Department of Radiology, Mayo Clinic College of Medicine, 200 First Street SW, Rochester 55905, MN, USA.
Med Image Anal. 2020 Jul;63:101710. doi: 10.1016/j.media.2020.101710. Epub 2020 Apr 22.
To test the hypothesis that removing the assumption of material homogeneity will improve the spatial accuracy of stiffness estimates made by Magnetic Resonance Elastography (MRE).
An artificial neural network was trained using synthetic wave data computed using a coupled harmonic oscillator model.
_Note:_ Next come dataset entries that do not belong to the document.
use std::str::FromStr;
use anyhow::Result;
use clap::{Parser, Subcommand};
use colored::Colorize;
use solana_sdk::{native_token::sol_to_lamports, pubkey::Pubkey};

use bonk_bundler::common::config::Config;
use bonk_bundler::common::logger::Logger;
use bonk_bundler::common::wallet::WalletSet;
use bonk_bundler::engine::{BatchReport, SwapEngine};

#[derive(Parser)]
#[command(
    name = "solana-bonk-bundler",
    version,
    about = "Multi-wallet swap bundler for BonkFun launchpad tokens"
)]
struct Cli {
    #[command(subcommand)]
    command: Command,
}

#[derive(Subcommand)]
enum Command {
    /// Sell every wallet's position as relay bundles
    Sell {
        mint: String,
        #[arg(long, default_value_t = 100)]
        percentage: u8,
    },
    /// Buy from every wallet as relay bundles
    Buy {
        mint: String,
        /// SOL to spend per wallet
        #[arg(long)]
        sol: f64,
    },
    /// Sell wallet by wallet with a random delay between sells
    DelayedSell {
        mint: String,
        #[arg(long, default_value_t = 5)]
        min_delay: u64,
        #[arg(long, default_value_t = 30)]
        max_delay: u64,
        #[arg(long, default_value_t = 100)]
        percentage: u8,
    },
    /// Consolidate positions into the main wallet, then sell from there
    Dump {
        mint: String,
        #[arg(long, default_value_t = 100)]
        percentage: u8,
    },
}

fn print_report(logger: &Logger, report: &BatchReport) {
    logger.log(format!(
        "bundled {} wallets, skipped {}, submitted {} groups",
        report.bundled_wallets,
        report.skipped.len(),
        report.submitted.len()
    ));
    for result in &report.submitted {
        match &result.outcome {
            Ok(body) => logger.log(format!(
                "group {} ({} txs): {}",
                result.group, result.transactions, body
            )),
            Err(e) => logger.error(format!("group {}: {}", result.group, e)),
        };
    }
    for skip in &report.skipped {
        logger.debug(format!("skipped {}: {}", skip.wallet, skip.reason));
    }
}

#[tokio::main]
async fn main() -> Result<()> {
    let cli = Cli::parse();
    let logger = Logger::new("[BONK-BUNDLER] => ".cyan().bold().to_string());

    let config = Config::new().await.lock().await;
    let wallets = WalletSet::load(&config.wallet_keys_path, config.app_state.wallet.clone())?;
    logger.log(format!("loaded {} sub-wallets", wallets.len()));

    let engine = SwapEngine::new(
        config.app_state.clone(),
        config.swap_config.clone(),
        config.bundle_config.clone(),
    );
    drop(config);

    match cli.command {
        Command::Sell { mint, percentage } => {
            let mint = Pubkey::from_str(&mint)?;
            let report = engine.sell_all(&wallets, &mint, percentage).await?;
            print_report(&logger, &report);
        }
        Command::Buy { mint, sol } => {
            let mint = Pubkey::from_str(&mint)?;
            let report = engine
                .buy_all(&wallets, &mint, sol_to_lamports(sol))
                .await?;
            print_report(&logger, &report);
        }
        Command::DelayedSell {
            mint,
            min_delay,
            max_delay,
            percentage,
        } => {
            let mint = Pubkey::from_str(&mint)?;
            let results = engine
                .delayed_sell(&wallets, &mint, min_delay, max_delay, percentage)
                .await;
            let sold = results.iter().filter(|(_, r)| r.is_ok()).count();
            logger.log(format!("sold from {}/{} wallets", sold, results.len()));
        }
        Command::Dump { mint, percentage } => {
            let mint = Pubkey::from_str(&mint)?;
            let report = engine.dump_to_main(&wallets, &mint, percentage).await?;
            print_report(&logger, &report);
        }
    }

    Ok(())
}
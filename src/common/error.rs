use anchor_client::solana_sdk::pubkey::Pubkey;
use thiserror::Error;

/// Error taxonomy for the swap/bundle pipeline.
///
/// `Network` is transient and the whole operation may be retried by the
/// caller. `PoolNotFound` is terminal for the mint. `Decode` means the
/// on-chain account layout no longer matches what we expect and must
/// propagate. `SizeExceeded` and `InsufficientBalance` are per-wallet:
/// the wallet is skipped and the batch continues.
#[derive(Debug, Clone, Error)]
pub enum SwapError {
    #[error("network error: {0}")]
    Network(String),

    #[error("no pool found for mint {0}")]
    PoolNotFound(Pubkey),

    #[error("account data did not match the expected layout: {0}")]
    Decode(String),

    #[error("serialized transaction is {0} bytes, over the packet limit")]
    SizeExceeded(usize),

    #[error("no balance to trade")]
    InsufficientBalance,
}

impl SwapError {
    /// Whether retrying the whole operation could succeed.
    pub fn is_transient(&self) -> bool {
        matches!(self, SwapError::Network(_))
    }
}
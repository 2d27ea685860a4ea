//! Venue integrations.
//!
//! A mint trades on exactly one of two venues at any time: the BonkFun
//! bonding curve before migration, the Raydium CPMM pool after. Both are
//! opaque on-chain programs addressed only through their account layouts
//! and instruction encodings.

pub mod bonk_fun;
pub mod raydium_cpmm;

use std::sync::Arc;
use solana_sdk::pubkey::Pubkey;

use crate::common::cache::POOL_CACHE;
use crate::common::error::SwapError;
use bonk_fun::CurvePool;
use raydium_cpmm::CpmmPool;

pub const TEN_THOUSAND: u64 = 10_000;
pub const MAX_SLIPPAGE_BPS: u64 = 9_999;

/// Normalized on-chain pool state, tagged by venue. Exactly one variant
/// exists per mint; which one is decided solely by migration status.
#[derive(Debug, Clone)]
pub enum PoolDescriptor {
    BondingCurve(CurvePool),
    ConstantProduct(CpmmPool),
}

impl PoolDescriptor {
    pub fn address(&self) -> Pubkey {
        match self {
            PoolDescriptor::BondingCurve(pool) => pool.address,
            PoolDescriptor::ConstantProduct(pool) => pool.address,
        }
    }
}

/// Slippage-bounded parameters for one swap instruction. Ephemeral:
/// created and consumed within a single sell/buy call.
#[derive(Debug, Clone, Copy, PartialEq, Eq)]
pub struct SwapQuote {
    pub input_amount: u64,
    pub minimum_out: u64,
    pub slippage_bps: u64,
}

/// Slippage floor shared by both venues:
/// `floor(amount * (10000 - slippage_bps) / 10000)`.
pub fn min_amount_with_slippage(amount: u64, slippage_bps: u64) -> u64 {
    let slippage_bps = slippage_bps.min(MAX_SLIPPAGE_BPS);
    ((amount as u128) * ((TEN_THOUSAND - slippage_bps) as u128) / (TEN_THOUSAND as u128)) as u64
}

/// Resolve the active venue for `mint` and fetch its pool state.
///
/// The resolved descriptor is cached for five minutes; a failed swap
/// invalidates it so the next call re-reads the chain.
pub async fn get_pool_descriptor(
    rpc_client: Arc<anchor_client::solana_client::rpc_client::RpcClient>,
    rpc_nonblocking_client: &anchor_client::solana_client::nonblocking::rpc_client::RpcClient,
    mint: &Pubkey,
) -> Result<PoolDescriptor, SwapError> {
    if let Some(pool) = POOL_CACHE.get(mint) {
        return Ok(pool);
    }

    let migrated = raydium_cpmm::check_migration(rpc_nonblocking_client, mint).await;
    let pool = if migrated {
        PoolDescriptor::ConstantProduct(
            raydium_cpmm::fetch_cpmm_pool(rpc_nonblocking_client, mint).await?,
        )
    } else {
        PoolDescriptor::BondingCurve(bonk_fun::fetch_curve_pool(rpc_client, mint)?)
    };

    POOL_CACHE.insert(*mint, pool.clone(), None);
    Ok(pool)
}

/// Drop cached venue and pool state for `mint`, forcing a fresh resolve.
pub fn invalidate_pool(mint: &Pubkey) {
    POOL_CACHE.invalidate(mint);
    crate::common::cache::MIGRATION_CACHE.invalidate(mint);
}

#[cfg(test)]
mod tests {
    use super::*;

    #[test]
    fn slippage_floor_is_exact_at_zero_bps() {
        assert_eq!(min_amount_with_slippage(1_000_000, 0), 1_000_000);
    }

    #[test]
    fn slippage_floor_is_monotonically_non_increasing() {
        let estimate = 987_654_321u64;
        let mut last = u64::MAX;
        for bps in [0u64, 1, 50, 500, 2_500, 9_999] {
            let out = min_amount_with_slippage(estimate, bps);
            assert!(out <= last, "min_out grew when slippage rose to {} bps", bps);
            last = out;
        }
    }

    #[test]
    fn slippage_floor_rounds_down() {
        // 10_001 * 9950 / 10000 = 9950.995 -> 9950
        assert_eq!(min_amount_with_slippage(10_001, 50), 9_950);
    }
}
use std::fs;
use std::sync::Arc;
use anyhow::{anyhow, Context, Result};
use anchor_client::solana_sdk::{signature::Keypair, signer::Signer};
use serde::Deserialize;

/// One record of the wallet file written by the wallet-management tooling.
/// Only the secret key is consumed here; the stored public key, when
/// present, is checked against the derived one.
#[derive(Deserialize)]
struct WalletRecord {
    #[serde(rename = "secretKey")]
    secret_key: String,
    #[serde(rename = "publicKey")]
    public_key: Option<String>,
}

/// Materialized signing keys for a batch: the funding/main wallet plus the
/// sub-wallets that hold positions. Key generation, mnemonics and encrypted
/// export live in the wallet-management tooling; this type only ever sees
/// ready-made keypairs.
pub struct WalletSet {
    pub main: Arc<Keypair>,
    pub wallets: Vec<Arc<Keypair>>,
}

impl WalletSet {
    pub fn new(main: Arc<Keypair>, wallets: Vec<Arc<Keypair>>) -> Self {
        Self { main, wallets }
    }

    /// Load sub-wallets from a JSON file containing an array of
    /// `{ "publicKey": ..., "secretKey": <base58> }` records.
    pub fn load(path: &str, main: Arc<Keypair>) -> Result<Self> {
        let raw = fs::read_to_string(path)
            .with_context(|| format!("failed to read wallet file {}", path))?;
        let records: Vec<WalletRecord> =
            serde_json::from_str(&raw).with_context(|| format!("malformed wallet file {}", path))?;

        let mut wallets = Vec::with_capacity(records.len());
        for (index, record) in records.iter().enumerate() {
            let bytes = bs58::decode(&record.secret_key)
                .into_vec()
                .map_err(|e| anyhow!("wallet #{}: bad base58 secret key: {}", index, e))?;
            let keypair = Keypair::from_bytes(&bytes)
                .map_err(|e| anyhow!("wallet #{}: bad secret key: {}", index, e))?;
            if let Some(expected) = &record.public_key {
                if keypair.pubkey().to_string() != *expected {
                    return Err(anyhow!("wallet #{}: key verification failed", index));
                }
            }
            wallets.push(Arc::new(keypair));
        }

        Ok(Self { main, wallets })
    }

    pub fn len(&self) -> usize {
        self.wallets.len()
    }

    pub fn is_empty(&self) -> bool {
        self.wallets.is_empty()
    }
}
use chrono::Local;
use colored::Colorize;

/// Prefix logger used across the bundler. Each component creates its own
/// instance with a bracketed tag, e.g. `Logger::new("[SELL-ALL] => ".blue().to_string())`.
#[derive(Clone)]
pub struct Logger {
    prefix: String,
    date_format: String,
}

impl Logger {
    pub fn new(prefix: String) -> Self {
        Logger {
            prefix,
            date_format: String::from("%Y-%m-%d %H:%M:%S%.3f"),
        }
    }

    pub fn log(&self, message: String) -> String {
        let log = format!("{} {}", self.prefix_with_date(), message);
        println!("{}", log);
        log
    }

    pub fn debug(&self, message: String) -> String {
        let log = format!("{} [{}] {}", self.prefix_with_date(), "DEBUG".blue(), message);
        println!("{}", log);
        log
    }

    pub fn error(&self, message: String) -> String {
        let log = format!("{} [{}] {}", self.prefix_with_date(), "ERROR".red(), message);
        println!("{}", log);
        log
    }

    fn prefix_with_date(&self) -> String {
        let date = Local::now();
        format!("[{}] {}", date.format(&self.date_format), self.prefix)
    }
}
Material properties were allowed to vary in a piecewise smooth pattern. This neural network inversion (Inhomogeneous Learned Inversion (ILI)) was compared against a previous homogeneous neural network inversion (Homogeneous Learned Inversion (HLI)) and conventional direct inversion (DI) in simulation, phantom, and in-vivo experiments.
In simulation experiments, ILI was more accurate than HLI and DI in predicting the stiffness of an inclusion in noise-free, low-noise, and high-noise data. In the phantom experiment, ILI delineated inclusions ≤ 2.25 cm in diameter more clearly than HLI and DI, and provided a higher contrast-to-noise ratio for all inclusions. In a series of stiff brain tumors, ILI shows sharper stiffness transitions at the edges of tumors than the other inversions evaluated.
ILI is an artificial neural network based framework for MRE inversion that does not assume homogeneity in material stiffness. Preliminary results suggest that it provides more accurate stiffness estimates and better contrast in small inclusions and at large stiffness gradients than existing algorithms that assume local homogeneity. These results support the need for continued exploration of learning-based approaches to MRE inversion, particularly for applications where high resolution is required.
检验去除材料均匀性假设将提高磁共振弹性成像(MRE)刚度估计空间准确性这一假设。
使用耦合谐波振荡器模型计算的合成波数据训练人工神经网络。材料属性允许以分段平滑模式变化。在模拟、体模和体内实验中,将这种神经网络反演(非均匀学习反演(ILI))与先前的均匀神经网络反演(均匀学习反演(HLI))和传统直接反演(DI)进行比较。
在模拟实验中,在预测无噪声、低噪声和高噪声数据中夹杂物的刚度时,ILI比HLI和DI更准确。在体模实验中,ILI比HLI和DI更清晰地勾勒出直径≤2.25 cm的夹杂物,并且为所有夹杂物提供了更高的对比度噪声比。在一系列硬脑肿瘤中,ILI在肿瘤边缘显示出比其他评估的反演更明显的刚度转变。
ILI是一种基于人工神经网络的MRE反演框架,它不假设材料刚度均匀。初步结果表明,与假设局部均匀性的现有算法相比,它在小夹杂物和大刚度梯度情况下提供更准确的刚度估计和更好的对比度。这些结果支持继续探索基于学习的MRE反演方法的必要性,特别是对于需要高分辨率的应用。